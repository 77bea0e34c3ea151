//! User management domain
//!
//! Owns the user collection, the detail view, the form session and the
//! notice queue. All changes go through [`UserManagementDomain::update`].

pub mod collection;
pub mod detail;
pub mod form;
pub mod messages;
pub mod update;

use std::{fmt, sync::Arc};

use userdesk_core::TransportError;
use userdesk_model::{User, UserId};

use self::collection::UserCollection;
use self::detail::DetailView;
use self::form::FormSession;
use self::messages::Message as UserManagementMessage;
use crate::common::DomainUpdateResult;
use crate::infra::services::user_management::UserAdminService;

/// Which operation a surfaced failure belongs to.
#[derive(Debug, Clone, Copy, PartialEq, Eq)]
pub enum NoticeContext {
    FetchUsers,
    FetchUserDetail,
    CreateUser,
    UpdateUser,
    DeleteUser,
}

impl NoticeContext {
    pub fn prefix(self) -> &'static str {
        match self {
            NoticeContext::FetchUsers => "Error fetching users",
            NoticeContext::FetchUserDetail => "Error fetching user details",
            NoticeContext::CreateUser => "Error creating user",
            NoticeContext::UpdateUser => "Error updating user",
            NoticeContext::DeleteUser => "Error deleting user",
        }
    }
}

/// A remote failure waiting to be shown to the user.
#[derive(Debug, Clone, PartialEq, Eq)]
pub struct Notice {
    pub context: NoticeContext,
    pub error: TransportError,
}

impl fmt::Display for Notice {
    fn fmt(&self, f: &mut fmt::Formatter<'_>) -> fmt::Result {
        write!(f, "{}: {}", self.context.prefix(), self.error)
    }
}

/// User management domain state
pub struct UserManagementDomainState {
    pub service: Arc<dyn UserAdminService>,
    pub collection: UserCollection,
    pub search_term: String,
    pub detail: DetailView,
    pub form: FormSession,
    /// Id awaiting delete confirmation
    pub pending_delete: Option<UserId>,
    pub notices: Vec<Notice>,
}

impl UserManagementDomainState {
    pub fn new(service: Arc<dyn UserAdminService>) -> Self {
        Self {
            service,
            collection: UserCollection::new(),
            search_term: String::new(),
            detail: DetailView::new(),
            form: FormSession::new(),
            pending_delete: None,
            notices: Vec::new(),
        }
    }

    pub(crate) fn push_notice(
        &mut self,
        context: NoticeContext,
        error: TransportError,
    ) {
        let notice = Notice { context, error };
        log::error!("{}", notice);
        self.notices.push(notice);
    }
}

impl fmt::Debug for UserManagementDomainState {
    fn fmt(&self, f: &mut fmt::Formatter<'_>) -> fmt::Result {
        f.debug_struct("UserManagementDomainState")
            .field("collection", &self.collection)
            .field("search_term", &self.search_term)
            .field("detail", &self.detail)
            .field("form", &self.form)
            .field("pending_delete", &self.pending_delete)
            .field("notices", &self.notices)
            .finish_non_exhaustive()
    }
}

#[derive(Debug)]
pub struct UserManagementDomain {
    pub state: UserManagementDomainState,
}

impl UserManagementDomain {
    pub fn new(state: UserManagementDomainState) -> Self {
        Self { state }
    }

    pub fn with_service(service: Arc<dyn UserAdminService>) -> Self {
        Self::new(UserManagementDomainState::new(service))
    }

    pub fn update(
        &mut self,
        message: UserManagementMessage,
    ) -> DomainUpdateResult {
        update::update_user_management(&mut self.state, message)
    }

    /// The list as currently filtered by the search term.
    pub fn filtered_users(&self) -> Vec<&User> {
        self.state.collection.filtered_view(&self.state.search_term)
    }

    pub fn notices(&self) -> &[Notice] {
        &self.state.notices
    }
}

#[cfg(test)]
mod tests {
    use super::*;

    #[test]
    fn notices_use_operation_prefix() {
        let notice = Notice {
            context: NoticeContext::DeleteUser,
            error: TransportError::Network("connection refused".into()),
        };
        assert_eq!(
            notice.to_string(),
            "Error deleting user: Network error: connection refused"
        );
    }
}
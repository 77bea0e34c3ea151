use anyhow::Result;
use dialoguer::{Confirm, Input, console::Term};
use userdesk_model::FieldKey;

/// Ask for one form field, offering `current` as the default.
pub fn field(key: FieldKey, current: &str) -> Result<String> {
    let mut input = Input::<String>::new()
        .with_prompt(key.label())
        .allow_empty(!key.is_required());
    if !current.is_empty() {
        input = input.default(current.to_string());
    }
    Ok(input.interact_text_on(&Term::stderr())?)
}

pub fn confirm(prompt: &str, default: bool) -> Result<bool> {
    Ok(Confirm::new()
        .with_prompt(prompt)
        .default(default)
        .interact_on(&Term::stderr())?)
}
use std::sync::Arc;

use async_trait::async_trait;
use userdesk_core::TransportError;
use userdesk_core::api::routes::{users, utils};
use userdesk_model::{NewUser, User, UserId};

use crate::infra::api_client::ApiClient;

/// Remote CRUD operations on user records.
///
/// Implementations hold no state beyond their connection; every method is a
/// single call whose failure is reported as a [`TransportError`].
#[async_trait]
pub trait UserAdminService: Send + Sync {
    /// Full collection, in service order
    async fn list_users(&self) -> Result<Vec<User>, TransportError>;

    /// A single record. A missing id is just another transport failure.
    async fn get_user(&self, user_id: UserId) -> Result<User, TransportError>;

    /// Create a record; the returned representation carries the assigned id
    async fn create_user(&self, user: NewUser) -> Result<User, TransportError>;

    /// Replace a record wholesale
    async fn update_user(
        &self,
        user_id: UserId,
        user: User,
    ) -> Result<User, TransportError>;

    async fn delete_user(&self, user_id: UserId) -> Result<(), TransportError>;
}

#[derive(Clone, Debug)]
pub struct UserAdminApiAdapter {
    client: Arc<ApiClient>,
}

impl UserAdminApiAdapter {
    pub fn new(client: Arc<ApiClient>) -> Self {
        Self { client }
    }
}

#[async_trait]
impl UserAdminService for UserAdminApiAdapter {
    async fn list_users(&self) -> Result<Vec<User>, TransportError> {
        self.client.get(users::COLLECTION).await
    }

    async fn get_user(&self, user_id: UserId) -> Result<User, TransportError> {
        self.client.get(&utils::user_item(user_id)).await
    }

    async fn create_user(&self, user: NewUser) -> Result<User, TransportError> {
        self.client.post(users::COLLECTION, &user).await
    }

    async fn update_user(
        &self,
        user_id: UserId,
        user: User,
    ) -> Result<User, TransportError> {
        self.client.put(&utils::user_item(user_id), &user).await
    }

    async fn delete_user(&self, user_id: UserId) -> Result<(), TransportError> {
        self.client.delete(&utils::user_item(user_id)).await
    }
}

Brief:
Begin with the line above that has "pub fn confirm(prompt: &str, default: bool)" and continue through the line that has "UserId) -> Result<User, TransportError>;", setting each one down exactly. Stop there.

Solution below:
pub fn confirm(prompt: &str, default: bool) -> Result<bool> {
    Ok(Confirm::new()
        .with_prompt(prompt)
        .default(default)
        .interact_on(&Term::stderr())?)
}
use std::sync::Arc;

use async_trait::async_trait;
use userdesk_core::TransportError;
use userdesk_core::api::routes::{users, utils};
use userdesk_model::{NewUser, User, UserId};

use crate::infra::api_client::ApiClient;

/// Remote CRUD operations on user records.
///
/// Implementations hold no state beyond their connection; every method is a
/// single call whose failure is reported as a [`TransportError`].
#[async_trait]
pub trait UserAdminService: Send + Sync {
    /// Full collection, in service order
    async fn list_users(&self) -> Result<Vec<User>, TransportError>;

    /// A single record. A missing id is just another transport failure.
    async fn get_user(&self, user_id: UserId) -> Result<User, TransportError>;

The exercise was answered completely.